The study revealed distinct dietary patterns, with MC participants showing stronger adherence to traditional MedDiet components (legumes, fish) while NMC participants favored modern adaptations (whole grains). Both regions exhibited low physical activities dominance (60%-62%), although MC participants engaged more (21.1% vs. 18.5%) in moderate physical activity. MC maintained higher proportions of "sometimes socially active" individuals, NMC showed greater representation in the "always socially active" category. Sleep quality was poorer in MC (45% below recommended duration vs. 40% in NMC), while NMC reported higher insomnia rates. Mental health symptoms were comparable (33%-35% moderate depression/anxiety in both), reflecting post-pandemic global trends. Barriers differed regionally with MC faced economic/access constraints while NMC struggled with knowledge gaps and time limitations.

CONCLUSION

Our findings highlight that while Mediterranean regions maintain traditional dietary patterns, globalization and modern lifestyle shifts are narrowing regional health behaviors. Public health strategies should address region-specific barriers, including economic constraints in MC regions and knowledge gaps in NMC regions, while promoting MedDiet adherence.

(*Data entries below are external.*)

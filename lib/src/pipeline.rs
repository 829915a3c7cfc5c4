//! The end-to-end run: load, select, plot, fit, predict, emit.
//!
//! [`PipelineConfig::default`] reproduces the life-satisfaction example: GDP per capita
//! against life satisfaction, axis window `[23500, 32500, 4, 9]`, and one prediction for
//! Cyprus (GDP per capita 37 655.2 USD in 2020).

use crate::dataset::{DataSource, Table};
use crate::error::{LifesatError, Result};
use crate::metrics::RegressionMetrics;
use crate::model::linear::LinearRegression;
use crate::model::InferenceModel;
use crate::plot::{AxisBounds, ScatterPlot};
use ndarray::{Array1, ArrayView1, Axis};
use serde::{Deserialize, Serialize};
use std::io::Write;
use std::path::{Path, PathBuf};
use tracing::info;

pub const DEFAULT_SOURCE: &str = "https://github.com/ageron/data/raw/main/lifesat/lifesat.csv";
pub const GDP_COLUMN: &str = "GDP per capita (USD)";
pub const LIFE_SATISFACTION_COLUMN: &str = "Life satisfaction";
/// Cyprus' GDP per capita in 2020.
pub const CYPRUS_GDP_PER_CAPITA: f64 = 37_655.2;
pub const DEFAULT_CHART: &str = "lifesat.svg";

/// Everything a run needs. Missing JSON fields fall back to the defaults.
#[derive(Debug, Clone, PartialEq, Serialize, Deserialize)]
#[serde(default, deny_unknown_fields)]
pub struct PipelineConfig {
    pub source: DataSource,
    pub x_column: String,
    pub y_column: String,
    pub axis_bounds: AxisBounds,
    /// Feature values to predict, one single-feature row each.
    pub predict: Vec<f64>,
    /// Where to write the chart; `None` skips plotting.
    pub chart: Option<PathBuf>,
    /// Where to persist the fitted parameters; `None` skips saving.
    pub save_model: Option<PathBuf>,
}

impl Default for PipelineConfig {
    fn default() -> Self {
        Self {
            source: DataSource::from(DEFAULT_SOURCE.to_string()),
            x_column: GDP_COLUMN.to_string(),
            y_column: LIFE_SATISFACTION_COLUMN.to_string(),
            axis_bounds: AxisBounds {
                x_min: 23_500.0,
                x_max: 32_500.0,
                y_min: 4.0,
                y_max: 9.0,
            },
            predict: vec![CYPRUS_GDP_PER_CAPITA],
            chart: Some(PathBuf::from(DEFAULT_CHART)),
            save_model: None,
        }
    }
}

impl PipelineConfig {
    pub fn from_json_str(json: &str) -> Result<Self> {
        let config: Self = serde_json::from_str(json)?;
        config.validate()?;
        Ok(config)
    }

    pub fn from_json_file<P: AsRef<Path>>(path: P) -> Result<Self> {
        let json = std::fs::read_to_string(path)?;
        Self::from_json_str(&json)
    }

    pub fn validate(&self) -> Result<()> {
        if self.x_column.is_empty() || self.y_column.is_empty() {
            return Err(LifesatError::Config("column names must not be empty".into()));
        }
        if self.predict.is_empty() {
            return Err(LifesatError::Config("nothing to predict".into()));
        }
        if !self.predict.iter().all(|v| v.is_finite()) {
            return Err(LifesatError::Config("prediction inputs must be finite".into()));
        }
        Ok(())
    }
}

/// Outcome of a run.
#[derive(Debug, Clone, PartialEq)]
pub struct PipelineReport {
    pub n_samples: usize,
    pub intercept: f64,
    pub slope: f64,
    /// Fit quality on the training data.
    pub metrics: RegressionMetrics,
    pub predictions: Array1<f64>,
    /// Points drawn inside the axis window, when a chart was rendered.
    pub plotted_points: Option<usize>,
}

/// Loads the configured source and runs the remaining steps on it.
pub fn run(config: &PipelineConfig) -> Result<PipelineReport> {
    config.validate()?;

    info!(source = %config.source, "loading dataset");
    let table = Table::load(&config.source)?;
    info!(
        rows = table.n_rows(),
        columns = table.n_columns(),
        "dataset loaded"
    );

    run_on_table(config, &table)
}

/// Runs select, plot, fit and predict on an already loaded table.
pub fn run_on_table(config: &PipelineConfig, table: &Table) -> Result<PipelineReport> {
    config.validate()?;

    let (x, y) = table.select_columns(&config.x_column, &config.y_column)?;

    let plotted_points = match &config.chart {
        Some(path) => {
            let points = table.points(&config.x_column, &config.y_column)?;
            let plot = ScatterPlot::new(&config.x_column, &config.y_column, config.axis_bounds);
            let drawn = plot.render_svg(path, &points)?;
            info!(path = %path.display(), points = drawn, "chart written");
            Some(drawn)
        }
        None => None,
    };

    let model = LinearRegression::new().fit(&x, &y)?;
    let metrics = model.evaluate(&x, &y)?;
    let slope = model.coefficients()[0];
    info!(
        samples = x.nrows(),
        intercept = model.intercept(),
        slope,
        r2 = metrics.r2,
        rmse = metrics.rmse,
        "model fitted"
    );

    if let Some(path) = &config.save_model {
        model.save_to_file(path)?;
        info!(path = %path.display(), "model saved");
    }

    let x_new = Array1::from(config.predict.clone()).insert_axis(Axis(1));
    let predictions = model.predict(&x_new)?;

    Ok(PipelineReport {
        n_samples: x.nrows(),
        intercept: model.intercept(),
        slope,
        metrics,
        predictions,
        plotted_points,
    })
}

/// Writes predictions as one bracketed line, e.g. `[6.30165767]`.
pub fn emit<W: Write>(out: &mut W, predictions: ArrayView1<f64>) -> Result<()> {
    writeln!(out, "{}", format_prediction(predictions))?;
    Ok(())
}

/// Formats values the way a numeric array prints: up to eight decimals, trailing zeros
/// dropped, space separated inside brackets. Magnitudes below `1e-4` switch to scientific
/// notation (`1.e-05`). Each value is formatted on its own, so a multi-value line is not
/// padded to a common width.
pub fn format_prediction(values: ArrayView1<f64>) -> String {
    let items: Vec<String> = values.iter().map(|&v| format_value(v)).collect();
    format!("[{}]", items.join(" "))
}

fn format_value(v: f64) -> String {
    if v.is_nan() {
        return "nan".to_string();
    }
    if v.is_infinite() {
        return if v > 0.0 { "inf" } else { "-inf" }.to_string();
    }
    if v != 0.0 && v.abs() < 1e-4 {
        return format_scientific(v);
    }
    let fixed = format!("{:.8}", v);
    fixed.trim_end_matches('0').to_string()
}

fn format_scientific(v: f64) -> String {
    let formatted = format!("{:.8e}", v);
    let (mantissa, exponent) = formatted.split_once('e').unwrap_or((&formatted, "0"));
    let exponent: i32 = exponent.parse().unwrap_or(0);
    let sign = if exponent < 0 { '-' } else { '+' };
    format!(
        "{}e{}{:02}",
        mantissa.trim_end_matches('0'),
        sign,
        exponent.abs()
    )
}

Future research should explore the impact of cultural, socio-economic, and digital factors on dietary behaviors and mental health to develop tailored, effective interventions for improving overall well-being.

摘要

引言

地中海饮食因其对健康有益而闻名;然而,不同地区对其原则的遵循情况存在差异,并且受到地理、文化、经济和生活方式等因素的影响。本研究考察了地中海国家(MC)和非地中海国家(NMC)在社会人口统计学和生活方式因素方面的区域差异,特别关注对地中海饮食和生活方式的坚持情况,以及每个地区相关的障碍。

方法

在10个国家开展了MEDIET4ALL国际调查,收集了4010名参与者的数据。通过地中海生活指数评估饮食依从性,其他生活方式指标包括身体活动(国际体力活动问卷简表,IPAQ-SF)、睡眠模式(匹兹堡睡眠质量指数,PSQI)、心理健康(抑郁焦虑压力量表-21,DASS-21)和社会参与(社会支持与参与质量量表,SSPQL)。统计分析包括卡方检验、曼-惠特尼U检验和标准化残差分析,以确定显著的区域差异。

结果

研究揭示了不同的饮食模式,MC地区的参与者对传统地中海饮食成分(豆类、鱼类)的依从性更强,而NMC地区的参与者则更倾向于现代改良版(全谷物)。两个地区都以低身体活动为主(60%-62%),不过MC地区参与中度身体活动的参与者更多(21.1%对18.5%)。MC地区“有时社交活跃”的个体比例更高,NMC地区在“总是社交活跃”类别中的占比更大。MC地区的睡眠质量较差(45%低于推荐时长,而NMC地区为40%),而NMC地区报告的失眠率更高。心理健康症状相当(两个地区中33%-35%有中度抑郁/焦虑),反映了疫情后的全球趋势。不同地区面临的障碍有所不同,MC地区面临经济/获取方面的限制,而NMC地区则在知识差距和时间限制方面存在困难。

结论

我们的研究结果表明,虽然地中海地区保持着传统饮食模式,但全球化和现代生活方式的转变正在缩小区域健康行为的差异。公共卫生策略应解决特定区域的障碍,包括MC地区的经济限制和NMC地区的知识差距,同时促进对地中海饮食的依从性。未来的研究应探索文化、社会经济和数字因素对饮食行为和心理健康的影响,以制定针对性强、有效的干预措施来改善整体幸福感。